Thank you Cassie for my buck-toothed travelling companion.
I left Cortland for my epic journey across the country at 2:45 pm–kinda late but better late than never I guess. Before I left, my mother, Ling Ling, cried. I think she was particularly sad to see me go because I had been so sweet to her these last few hours. It seems that I’m missing showering affection on my patients so I was overcompensating by being super sweet to her. She really didn’t know what to think of that but she soaked it up no matter what the source. Perhaps, it can be attributed to my reiki teacher, Lorry, and my reiki partner, Sarah, telling me the night before that I have a pink aura which means that I’m a very loving person. (Everyone who knows me is now laughing. Well, shut it!) Lately, I would agree with that statement. I’m feeling completely free and lifted. I’m not sure what to make of that because I didn’t realize how tied down I felt until I put my stuff into storage and walked away from it all.
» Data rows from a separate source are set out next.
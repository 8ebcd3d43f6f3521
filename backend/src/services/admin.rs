//! Admin moderation of users, listings, pickup requests and transactions
//!
//! Every operation requires an admin session. Listing and pickup statuses may
//! only move forward; pickup overrides reuse the seller's conditional writes.

use std::sync::Arc;

use rust_decimal::Decimal;
use serde::Deserialize;
use uuid::Uuid;

use shared::{
    validate_flag_reason, FlagTarget, ListingStatus, ModerationFlag, NewFlag, PickupRequest,
    PickupStatus, ScrapListing, Transaction, TransactionStatus, UserProfile, UserRole,
};

use crate::error::{AppError, AppResult};
use crate::gateway::PersistenceGateway;
use crate::services::notification::NotificationOutbox;
use crate::services::PickupService;
use crate::session::SessionContext;

#[derive(Clone)]
pub struct AdminService {
    gateway: Arc<dyn PersistenceGateway>,
    pickups: PickupService,
}

#[derive(Debug, Deserialize)]
pub struct UpdateRoleInput {
    pub role: UserRole,
}

#[derive(Debug, Deserialize)]
pub struct UpdateListingStatusInput {
    pub status: ListingStatus,
}

#[derive(Debug, Deserialize)]
pub struct UpdatePickupStatusInput {
    pub status: PickupStatus,
    /// Slot to confirm when accepting; defaults to the first proposed slot
    #[serde(default)]
    pub pickup_slot: Option<String>,
    /// Required when completing
    #[serde(default)]
    pub final_price: Option<Decimal>,
}

#[derive(Debug, Deserialize)]
pub struct FlagInput {
    #[serde(default)]
    pub reason: String,
}

#[derive(Debug, Deserialize)]
pub struct UpdateTransactionStatusInput {
    pub status: TransactionStatus,
}

impl AdminService {
    pub fn new(gateway: Arc<dyn PersistenceGateway>, outbox: NotificationOutbox) -> Self {
        Self {
            pickups: PickupService::new(gateway.clone(), outbox),
            gateway,
        }
    }

    // ========================================================================
    // Users
    // ========================================================================

    pub async fn list_users(&self, session: &SessionContext) -> AppResult<Vec<UserProfile>> {
        session.require_admin()?;
        Ok(self.gateway.list_users().await?)
    }

    pub async fn update_user_role(
        &self,
        session: &SessionContext,
        user_id: Uuid,
        input: UpdateRoleInput,
    ) -> AppResult<UserProfile> {
        let admin = session.require_admin()?;
        let user = self.gateway.update_user_role(user_id, input.role).await?;
        tracing::info!(admin_id = %admin.admin_id, %user_id, role = %input.role.as_str(), "user role changed");
        Ok(user)
    }

    pub async fn delete_user(&self, session: &SessionContext, user_id: Uuid) -> AppResult<()> {
        let admin = session.require_admin()?;
        self.gateway.delete_user(user_id).await?;
        tracing::info!(admin_id = %admin.admin_id, %user_id, "user deleted");
        Ok(())
    }

    // ========================================================================
    // Listings
    // ========================================================================

    pub async fn list_listings(&self, session: &SessionContext) -> AppResult<Vec<ScrapListing>> {
        session.require_admin()?;
        Ok(self.gateway.list_all_listings().await?)
    }

    pub async fn update_listing_status(
        &self,
        session: &SessionContext,
        scrap_id: Uuid,
        input: UpdateListingStatusInput,
    ) -> AppResult<ScrapListing> {
        let admin = session.require_admin()?;
        let listing = self
            .gateway
            .get_listing(scrap_id)
            .await?
            .ok_or_else(|| AppError::NotFound("Scrap listing".to_string()))?;

        if !listing.status.can_transition_to(input.status) {
            return Err(AppError::InvalidStateTransition(format!(
                "Cannot move listing from {} to {}",
                listing.status, input.status
            )));
        }

        let updated = self.gateway.update_listing_status(scrap_id, input.status).await?;
        tracing::info!(admin_id = %admin.admin_id, %scrap_id, status = updated.status.as_str(), "listing status changed");
        Ok(updated)
    }

    pub async fn delete_listing(&self, session: &SessionContext, scrap_id: Uuid) -> AppResult<()> {
        let admin = session.require_admin()?;
        self.gateway.delete_listing(scrap_id).await?;
        tracing::info!(admin_id = %admin.admin_id, %scrap_id, "listing deleted");
        Ok(())
    }

    // ========================================================================
    // Pickup requests
    // ========================================================================

    pub async fn list_pickup_requests(&self, session: &SessionContext) -> AppResult<Vec<PickupRequest>> {
        session.require_admin()?;
        Ok(self.gateway.list_all_pickup_requests().await?)
    }

    pub async fn update_pickup_status(
        &self,
        session: &SessionContext,
        request_id: Uuid,
        input: UpdatePickupStatusInput,
    ) -> AppResult<PickupRequest> {
        let admin = session.require_admin()?;
        let updated = self
            .pickups
            .override_status(
                request_id,
                input.status,
                input.pickup_slot.as_deref(),
                input.final_price,
            )
            .await?;
        tracing::info!(admin_id = %admin.admin_id, %request_id, status = updated.pickup_status.as_str(), "pickup status changed");
        Ok(updated)
    }

    // ========================================================================
    // Flags
    // ========================================================================

    pub async fn flag_listing(
        &self,
        session: &SessionContext,
        scrap_id: Uuid,
        input: FlagInput,
    ) -> AppResult<ModerationFlag> {
        session.require_admin()?;
        if self.gateway.get_listing(scrap_id).await?.is_none() {
            return Err(AppError::NotFound("Scrap listing".to_string()));
        }
        self.raise_flag(session, FlagTarget::Listing, scrap_id, &input.reason)
            .await
    }

    pub async fn flag_pickup_request(
        &self,
        session: &SessionContext,
        request_id: Uuid,
        input: FlagInput,
    ) -> AppResult<ModerationFlag> {
        session.require_admin()?;
        if self.gateway.get_pickup_request(request_id).await?.is_none() {
            return Err(AppError::NotFound("Pickup request".to_string()));
        }
        self.raise_flag(session, FlagTarget::PickupRequest, request_id, &input.reason)
            .await
    }

    /// Flags on one listing or request, newest first
    pub async fn list_flags(
        &self,
        session: &SessionContext,
        target: FlagTarget,
        target_id: Uuid,
    ) -> AppResult<Vec<ModerationFlag>> {
        session.require_admin()?;
        Ok(self.gateway.list_flags(target, target_id).await?)
    }

    async fn raise_flag(
        &self,
        session: &SessionContext,
        target: FlagTarget,
        target_id: Uuid,
        reason: &str,
    ) -> AppResult<ModerationFlag> {
        let admin = session.require_admin()?;
        let reason = validate_flag_reason(reason).map_err(|msg| AppError::validation("reason", msg))?;

        let flag = self
            .gateway
            .insert_flag(NewFlag {
                target,
                target_id,
                reason: reason.to_string(),
                flagged_by: Some(admin.admin_id),
            })
            .await?;
        tracing::info!(admin_id = %admin.admin_id, target = target.as_str(), %target_id, "content flagged");
        Ok(flag)
    }

    // ========================================================================
    // Transactions
    // ========================================================================

    pub async fn list_transactions(&self, session: &SessionContext) -> AppResult<Vec<Transaction>> {
        session.require_admin()?;
        Ok(self.gateway.list_all_transactions().await?)
    }

    pub async fn update_transaction_status(
        &self,
        session: &SessionContext,
        transaction_id: Uuid,
        input: UpdateTransactionStatusInput,
    ) -> AppResult<Transaction> {
        let admin = session.require_admin()?;
        let updated = self
            .gateway
            .update_transaction_status(transaction_id, input.status)
            .await?;
        tracing::info!(admin_id = %admin.admin_id, %transaction_id, status = updated.status.as_str(), "transaction status changed");
        Ok(updated)
    }
}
How do I go back? Do I even go back? My mother, Petunia, and I celebrated my birthday early with a bag full of gift cards and other such goodies, and raspberry turnovers with vanilla frozen yogurt for us fatties. Two turnovers and an egg salad sandwich was consumed with another packed up for the road. Before I left, I tried my hand at reintroducing Petunia to the pit bull next door, Bella. It was going swimmingly until I gave Bella a pat on the head and then Petunia’s jealousy ruined it all. When will she ever learn? I gave a teary Ling Ling and a stinky pooch some goodbye kisses and hugs and then I was off like a prom dress (LL‘s favorite saying). I tried to stop and see my bf, Emily, on the way but she was off gallivanting (okay, she was babysitting). I felt stupid because I sent her a package of goodies for Sofia just the day before. I could have saved myself the $8 if I had only waited a day. (Spoiler alert: Emily, I forbid you to read the next sentence!) To make matters worse, I had a teddy bear dressed as a nurse to give to her right in my hand just before I left and never gave it any thought that I would be passing by her house in an hour. I’m unforgivably dense sometimes! Western New York is not my cup of tea. It’s so flat and boring. However, I must stop at Lily Dale and Letchworth State Park on my way home. Perhaps they will set my record straight.
On the way, I tore it up listening to Whitesnake, Poison, Warlock, White Zombie, a little Judas Priest for good measure, and strangely enough, Sylvia Brown (one of three books on cd that my mother’s beau, Craig let me borrow). One Sylvia Brown cd was sooooo farfetched that I couldn’t bring myself to finish it. That woman is full of such crap! However, Craig lent me a decent book on cd about angels. It was fairly spot on aside from the freakin’ angels part. That’s just waaay too much of a leap for me. I’m having a hard time dealing with the idea of spirit guides in reiki class, nevermind angels. On a completely different note, I seem to have developed the bladder of a 100-year-old man. I must have stopped to pee about a million times. It’s terribly inconvenient but manageable. It’s my 2013 rest stop tour! I’m planning to get t-shirts made with the dates and the locations on the back to commemorate the momentous occasion. I drove until I could go no more and found lodging at a Red Roof Inn. I love hotels!